## THE DATA

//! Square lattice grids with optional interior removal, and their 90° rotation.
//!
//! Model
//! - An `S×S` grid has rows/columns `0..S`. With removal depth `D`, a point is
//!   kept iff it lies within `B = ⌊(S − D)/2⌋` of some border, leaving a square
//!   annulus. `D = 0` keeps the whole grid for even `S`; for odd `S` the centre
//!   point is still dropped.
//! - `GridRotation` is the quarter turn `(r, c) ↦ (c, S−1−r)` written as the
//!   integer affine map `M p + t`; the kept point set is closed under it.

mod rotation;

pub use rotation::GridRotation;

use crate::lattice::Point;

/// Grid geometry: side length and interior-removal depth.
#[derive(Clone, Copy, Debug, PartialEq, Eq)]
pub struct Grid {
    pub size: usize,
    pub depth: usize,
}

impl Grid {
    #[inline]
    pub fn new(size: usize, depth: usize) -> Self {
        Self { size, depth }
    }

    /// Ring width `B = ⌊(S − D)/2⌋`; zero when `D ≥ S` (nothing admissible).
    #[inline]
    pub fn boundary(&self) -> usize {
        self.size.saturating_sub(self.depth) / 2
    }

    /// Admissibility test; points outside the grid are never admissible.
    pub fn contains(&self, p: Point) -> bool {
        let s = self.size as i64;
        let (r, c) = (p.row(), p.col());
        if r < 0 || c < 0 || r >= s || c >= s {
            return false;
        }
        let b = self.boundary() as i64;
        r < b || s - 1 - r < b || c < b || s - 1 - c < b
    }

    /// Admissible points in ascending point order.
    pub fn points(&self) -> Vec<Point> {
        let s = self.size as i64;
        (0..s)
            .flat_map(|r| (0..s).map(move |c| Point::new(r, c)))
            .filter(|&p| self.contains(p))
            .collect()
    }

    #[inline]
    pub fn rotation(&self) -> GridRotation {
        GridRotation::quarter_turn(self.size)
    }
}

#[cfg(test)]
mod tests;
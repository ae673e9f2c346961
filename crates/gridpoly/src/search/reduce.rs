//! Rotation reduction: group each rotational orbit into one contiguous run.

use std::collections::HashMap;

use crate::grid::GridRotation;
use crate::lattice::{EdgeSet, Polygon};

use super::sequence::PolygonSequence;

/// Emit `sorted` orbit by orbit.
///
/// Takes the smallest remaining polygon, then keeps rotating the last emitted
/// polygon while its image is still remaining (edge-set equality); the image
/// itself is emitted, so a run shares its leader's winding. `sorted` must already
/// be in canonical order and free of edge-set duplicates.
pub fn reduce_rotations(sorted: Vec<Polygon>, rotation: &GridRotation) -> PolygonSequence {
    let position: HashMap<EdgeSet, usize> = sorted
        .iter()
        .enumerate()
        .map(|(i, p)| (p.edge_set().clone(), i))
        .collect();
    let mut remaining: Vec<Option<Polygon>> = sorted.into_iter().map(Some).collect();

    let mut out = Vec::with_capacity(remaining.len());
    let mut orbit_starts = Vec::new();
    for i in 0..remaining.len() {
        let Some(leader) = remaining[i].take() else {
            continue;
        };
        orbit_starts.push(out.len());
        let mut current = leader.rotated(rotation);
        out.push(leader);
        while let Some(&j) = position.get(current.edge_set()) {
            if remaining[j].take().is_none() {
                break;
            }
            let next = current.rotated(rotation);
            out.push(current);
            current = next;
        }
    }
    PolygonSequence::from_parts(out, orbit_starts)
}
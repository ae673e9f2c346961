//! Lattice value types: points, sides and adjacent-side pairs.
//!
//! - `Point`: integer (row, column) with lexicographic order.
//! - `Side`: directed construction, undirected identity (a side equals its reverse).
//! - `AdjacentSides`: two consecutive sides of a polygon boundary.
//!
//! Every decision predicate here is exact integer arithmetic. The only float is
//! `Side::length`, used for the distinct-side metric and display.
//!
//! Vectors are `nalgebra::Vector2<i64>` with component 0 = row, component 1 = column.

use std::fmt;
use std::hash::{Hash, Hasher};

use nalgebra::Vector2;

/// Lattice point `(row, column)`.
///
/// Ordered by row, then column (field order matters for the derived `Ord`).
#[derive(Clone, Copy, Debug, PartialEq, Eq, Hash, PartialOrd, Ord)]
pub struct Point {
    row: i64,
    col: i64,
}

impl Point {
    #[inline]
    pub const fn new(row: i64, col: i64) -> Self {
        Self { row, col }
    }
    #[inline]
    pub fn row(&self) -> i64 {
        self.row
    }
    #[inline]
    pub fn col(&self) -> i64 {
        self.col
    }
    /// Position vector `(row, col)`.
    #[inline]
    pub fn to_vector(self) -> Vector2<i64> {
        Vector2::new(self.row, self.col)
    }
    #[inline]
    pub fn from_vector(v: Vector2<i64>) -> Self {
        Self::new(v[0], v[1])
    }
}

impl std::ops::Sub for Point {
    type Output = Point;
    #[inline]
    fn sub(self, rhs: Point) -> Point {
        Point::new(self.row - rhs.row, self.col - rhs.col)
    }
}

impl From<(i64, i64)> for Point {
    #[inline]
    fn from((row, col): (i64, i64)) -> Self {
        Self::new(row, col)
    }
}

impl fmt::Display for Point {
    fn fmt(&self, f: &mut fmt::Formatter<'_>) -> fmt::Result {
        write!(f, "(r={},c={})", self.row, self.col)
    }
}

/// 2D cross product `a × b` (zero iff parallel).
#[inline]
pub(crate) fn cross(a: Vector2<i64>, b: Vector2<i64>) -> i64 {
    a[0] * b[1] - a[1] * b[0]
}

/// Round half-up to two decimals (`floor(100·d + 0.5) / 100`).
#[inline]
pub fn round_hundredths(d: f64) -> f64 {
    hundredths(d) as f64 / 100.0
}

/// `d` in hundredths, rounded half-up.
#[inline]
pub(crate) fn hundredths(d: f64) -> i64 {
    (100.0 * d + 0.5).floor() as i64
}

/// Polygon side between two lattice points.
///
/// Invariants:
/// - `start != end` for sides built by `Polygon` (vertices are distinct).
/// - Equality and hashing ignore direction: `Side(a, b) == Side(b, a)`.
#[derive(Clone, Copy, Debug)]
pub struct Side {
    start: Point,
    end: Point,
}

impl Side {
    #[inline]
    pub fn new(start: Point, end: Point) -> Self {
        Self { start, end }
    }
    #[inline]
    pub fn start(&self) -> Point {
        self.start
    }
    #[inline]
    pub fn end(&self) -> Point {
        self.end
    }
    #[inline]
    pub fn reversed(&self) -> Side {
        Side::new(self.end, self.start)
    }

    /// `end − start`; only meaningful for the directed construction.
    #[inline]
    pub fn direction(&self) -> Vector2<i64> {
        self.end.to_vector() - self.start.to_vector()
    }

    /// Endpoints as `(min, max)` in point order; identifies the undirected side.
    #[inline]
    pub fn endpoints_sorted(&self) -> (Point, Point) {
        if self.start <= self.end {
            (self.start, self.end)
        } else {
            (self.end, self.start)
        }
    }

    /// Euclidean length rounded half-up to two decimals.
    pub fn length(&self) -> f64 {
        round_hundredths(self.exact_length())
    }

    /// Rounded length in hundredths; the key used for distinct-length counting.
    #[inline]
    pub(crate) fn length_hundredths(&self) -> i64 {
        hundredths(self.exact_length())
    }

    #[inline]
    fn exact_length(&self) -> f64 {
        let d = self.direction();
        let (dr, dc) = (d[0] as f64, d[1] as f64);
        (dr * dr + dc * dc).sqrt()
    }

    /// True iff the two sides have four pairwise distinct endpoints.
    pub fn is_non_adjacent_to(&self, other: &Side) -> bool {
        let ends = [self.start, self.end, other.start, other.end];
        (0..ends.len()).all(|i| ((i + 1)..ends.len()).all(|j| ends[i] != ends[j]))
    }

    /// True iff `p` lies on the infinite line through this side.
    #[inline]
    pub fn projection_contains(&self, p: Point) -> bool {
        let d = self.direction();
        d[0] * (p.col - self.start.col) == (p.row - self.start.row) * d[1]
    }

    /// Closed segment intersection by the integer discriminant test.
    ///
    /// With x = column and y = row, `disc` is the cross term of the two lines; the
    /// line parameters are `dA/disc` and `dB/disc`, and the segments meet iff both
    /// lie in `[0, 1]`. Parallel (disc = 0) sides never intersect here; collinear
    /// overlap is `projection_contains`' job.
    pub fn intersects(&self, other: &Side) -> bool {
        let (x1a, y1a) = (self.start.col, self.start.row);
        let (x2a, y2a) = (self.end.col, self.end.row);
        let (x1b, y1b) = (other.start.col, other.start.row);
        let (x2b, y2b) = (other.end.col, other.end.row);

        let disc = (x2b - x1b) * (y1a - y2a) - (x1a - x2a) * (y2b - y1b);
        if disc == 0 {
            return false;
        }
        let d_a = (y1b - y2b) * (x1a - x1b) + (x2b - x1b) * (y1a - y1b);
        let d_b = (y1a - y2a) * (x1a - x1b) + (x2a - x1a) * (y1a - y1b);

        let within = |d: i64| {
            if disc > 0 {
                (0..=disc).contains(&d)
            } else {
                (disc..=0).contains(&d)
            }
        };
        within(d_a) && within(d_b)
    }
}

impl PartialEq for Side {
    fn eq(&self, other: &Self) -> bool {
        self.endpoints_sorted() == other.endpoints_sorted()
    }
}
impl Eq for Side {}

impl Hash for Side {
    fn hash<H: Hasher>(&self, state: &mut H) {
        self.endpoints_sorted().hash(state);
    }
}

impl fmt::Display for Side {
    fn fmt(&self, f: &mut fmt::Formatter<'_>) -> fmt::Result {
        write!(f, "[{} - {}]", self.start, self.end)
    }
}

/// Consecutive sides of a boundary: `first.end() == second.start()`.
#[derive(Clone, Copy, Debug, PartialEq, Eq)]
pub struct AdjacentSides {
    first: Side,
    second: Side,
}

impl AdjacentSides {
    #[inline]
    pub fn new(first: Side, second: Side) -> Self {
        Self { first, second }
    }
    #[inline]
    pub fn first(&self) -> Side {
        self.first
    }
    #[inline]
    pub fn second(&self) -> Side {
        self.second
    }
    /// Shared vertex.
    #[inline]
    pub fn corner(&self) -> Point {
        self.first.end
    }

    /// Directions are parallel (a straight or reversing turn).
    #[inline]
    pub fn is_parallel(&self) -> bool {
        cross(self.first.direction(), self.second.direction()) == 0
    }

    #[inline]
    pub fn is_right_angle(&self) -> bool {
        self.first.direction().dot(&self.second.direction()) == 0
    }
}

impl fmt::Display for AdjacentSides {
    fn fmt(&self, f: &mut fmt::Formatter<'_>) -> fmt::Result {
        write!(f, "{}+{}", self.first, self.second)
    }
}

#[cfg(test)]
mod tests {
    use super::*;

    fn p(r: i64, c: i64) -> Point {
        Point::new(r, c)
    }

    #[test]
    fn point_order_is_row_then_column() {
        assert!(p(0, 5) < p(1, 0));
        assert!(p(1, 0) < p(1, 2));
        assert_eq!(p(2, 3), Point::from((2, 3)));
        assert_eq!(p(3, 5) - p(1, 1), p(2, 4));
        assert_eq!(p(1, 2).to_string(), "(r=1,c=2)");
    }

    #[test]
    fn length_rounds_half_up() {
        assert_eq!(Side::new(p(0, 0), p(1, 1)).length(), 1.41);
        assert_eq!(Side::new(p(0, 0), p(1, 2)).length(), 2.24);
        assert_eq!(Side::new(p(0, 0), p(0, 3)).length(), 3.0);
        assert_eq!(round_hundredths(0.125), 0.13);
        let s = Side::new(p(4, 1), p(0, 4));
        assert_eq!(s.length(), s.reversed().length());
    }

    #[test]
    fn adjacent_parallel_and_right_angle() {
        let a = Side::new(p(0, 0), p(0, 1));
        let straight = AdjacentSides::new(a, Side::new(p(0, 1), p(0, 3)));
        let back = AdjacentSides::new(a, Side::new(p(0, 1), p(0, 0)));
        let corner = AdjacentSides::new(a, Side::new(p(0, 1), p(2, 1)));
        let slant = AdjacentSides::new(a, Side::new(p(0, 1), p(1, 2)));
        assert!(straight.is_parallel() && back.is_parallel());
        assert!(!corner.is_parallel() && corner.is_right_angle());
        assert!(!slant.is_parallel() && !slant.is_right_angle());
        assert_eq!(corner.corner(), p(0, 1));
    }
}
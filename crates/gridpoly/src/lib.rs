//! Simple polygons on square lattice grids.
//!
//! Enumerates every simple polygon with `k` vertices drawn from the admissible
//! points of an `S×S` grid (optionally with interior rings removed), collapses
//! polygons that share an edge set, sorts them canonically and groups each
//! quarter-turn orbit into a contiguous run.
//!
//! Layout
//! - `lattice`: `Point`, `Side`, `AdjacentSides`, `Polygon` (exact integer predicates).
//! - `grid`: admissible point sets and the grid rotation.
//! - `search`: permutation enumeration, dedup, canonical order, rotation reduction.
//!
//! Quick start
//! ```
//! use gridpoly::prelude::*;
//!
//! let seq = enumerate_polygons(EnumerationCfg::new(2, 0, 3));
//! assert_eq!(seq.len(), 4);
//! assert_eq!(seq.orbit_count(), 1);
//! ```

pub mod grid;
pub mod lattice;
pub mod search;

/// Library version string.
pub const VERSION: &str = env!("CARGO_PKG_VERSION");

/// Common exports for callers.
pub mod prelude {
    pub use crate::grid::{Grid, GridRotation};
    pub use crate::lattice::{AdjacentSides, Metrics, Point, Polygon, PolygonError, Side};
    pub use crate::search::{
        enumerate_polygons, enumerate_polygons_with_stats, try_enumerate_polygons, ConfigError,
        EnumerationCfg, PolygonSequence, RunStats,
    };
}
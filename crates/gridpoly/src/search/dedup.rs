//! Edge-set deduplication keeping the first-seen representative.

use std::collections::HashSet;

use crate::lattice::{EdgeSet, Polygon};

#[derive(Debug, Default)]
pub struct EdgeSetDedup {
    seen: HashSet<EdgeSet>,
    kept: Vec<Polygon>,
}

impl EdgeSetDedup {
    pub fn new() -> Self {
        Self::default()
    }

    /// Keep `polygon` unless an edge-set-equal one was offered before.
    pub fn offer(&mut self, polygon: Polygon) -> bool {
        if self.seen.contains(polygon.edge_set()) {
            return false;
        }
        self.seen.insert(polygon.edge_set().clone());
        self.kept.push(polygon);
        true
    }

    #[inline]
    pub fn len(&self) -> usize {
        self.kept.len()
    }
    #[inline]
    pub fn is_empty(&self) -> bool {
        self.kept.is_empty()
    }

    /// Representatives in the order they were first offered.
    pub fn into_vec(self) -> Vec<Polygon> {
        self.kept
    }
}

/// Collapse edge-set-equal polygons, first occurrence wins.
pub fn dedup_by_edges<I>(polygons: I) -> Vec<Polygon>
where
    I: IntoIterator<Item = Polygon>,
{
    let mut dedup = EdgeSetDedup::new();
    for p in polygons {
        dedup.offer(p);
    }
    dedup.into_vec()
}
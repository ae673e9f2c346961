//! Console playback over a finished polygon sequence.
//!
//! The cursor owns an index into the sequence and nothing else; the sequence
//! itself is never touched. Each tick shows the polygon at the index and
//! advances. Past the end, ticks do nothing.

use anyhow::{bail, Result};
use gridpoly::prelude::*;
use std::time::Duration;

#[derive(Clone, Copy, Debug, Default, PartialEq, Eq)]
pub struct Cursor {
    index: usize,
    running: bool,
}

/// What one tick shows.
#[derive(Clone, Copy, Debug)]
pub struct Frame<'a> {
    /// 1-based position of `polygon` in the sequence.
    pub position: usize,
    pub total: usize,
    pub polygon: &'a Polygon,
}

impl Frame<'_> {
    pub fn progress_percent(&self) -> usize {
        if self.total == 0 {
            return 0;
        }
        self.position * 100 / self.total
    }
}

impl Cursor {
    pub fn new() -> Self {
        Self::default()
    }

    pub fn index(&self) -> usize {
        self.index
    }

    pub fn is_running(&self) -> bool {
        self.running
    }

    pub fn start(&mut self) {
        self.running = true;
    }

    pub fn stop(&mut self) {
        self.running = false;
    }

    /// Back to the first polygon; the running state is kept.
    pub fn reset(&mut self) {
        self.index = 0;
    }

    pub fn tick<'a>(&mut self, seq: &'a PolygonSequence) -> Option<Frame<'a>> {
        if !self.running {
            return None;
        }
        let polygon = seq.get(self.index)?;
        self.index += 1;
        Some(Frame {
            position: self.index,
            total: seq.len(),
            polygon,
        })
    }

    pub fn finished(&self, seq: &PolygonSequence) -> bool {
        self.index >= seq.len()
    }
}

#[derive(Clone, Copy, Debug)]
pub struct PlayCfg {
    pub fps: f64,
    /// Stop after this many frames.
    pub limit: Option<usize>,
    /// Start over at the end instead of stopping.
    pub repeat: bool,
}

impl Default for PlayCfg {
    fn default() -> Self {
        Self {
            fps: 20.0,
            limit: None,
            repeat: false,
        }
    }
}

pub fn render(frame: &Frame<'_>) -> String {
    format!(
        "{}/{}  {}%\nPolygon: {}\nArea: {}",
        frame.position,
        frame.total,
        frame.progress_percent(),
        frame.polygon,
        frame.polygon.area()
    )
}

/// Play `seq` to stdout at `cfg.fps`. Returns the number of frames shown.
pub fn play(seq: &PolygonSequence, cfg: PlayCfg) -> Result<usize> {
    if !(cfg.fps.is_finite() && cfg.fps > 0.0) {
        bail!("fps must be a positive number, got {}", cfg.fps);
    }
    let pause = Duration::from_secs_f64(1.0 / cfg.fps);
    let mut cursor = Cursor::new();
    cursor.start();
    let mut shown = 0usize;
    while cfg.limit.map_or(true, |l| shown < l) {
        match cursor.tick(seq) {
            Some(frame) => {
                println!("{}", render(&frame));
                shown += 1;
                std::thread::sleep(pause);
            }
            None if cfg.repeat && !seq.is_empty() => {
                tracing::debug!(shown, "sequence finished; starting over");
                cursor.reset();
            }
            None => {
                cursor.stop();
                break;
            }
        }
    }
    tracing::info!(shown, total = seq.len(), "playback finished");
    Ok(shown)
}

## EXERCISE GOAL
The answer should be all lines from the entries above that hold the word "EnumerationCfg".

## EXERCISE OUTPUT
//! let seq = enumerate_polygons(EnumerationCfg::new(2, 0, 3));
        EnumerationCfg, PolygonSequence, RunStats,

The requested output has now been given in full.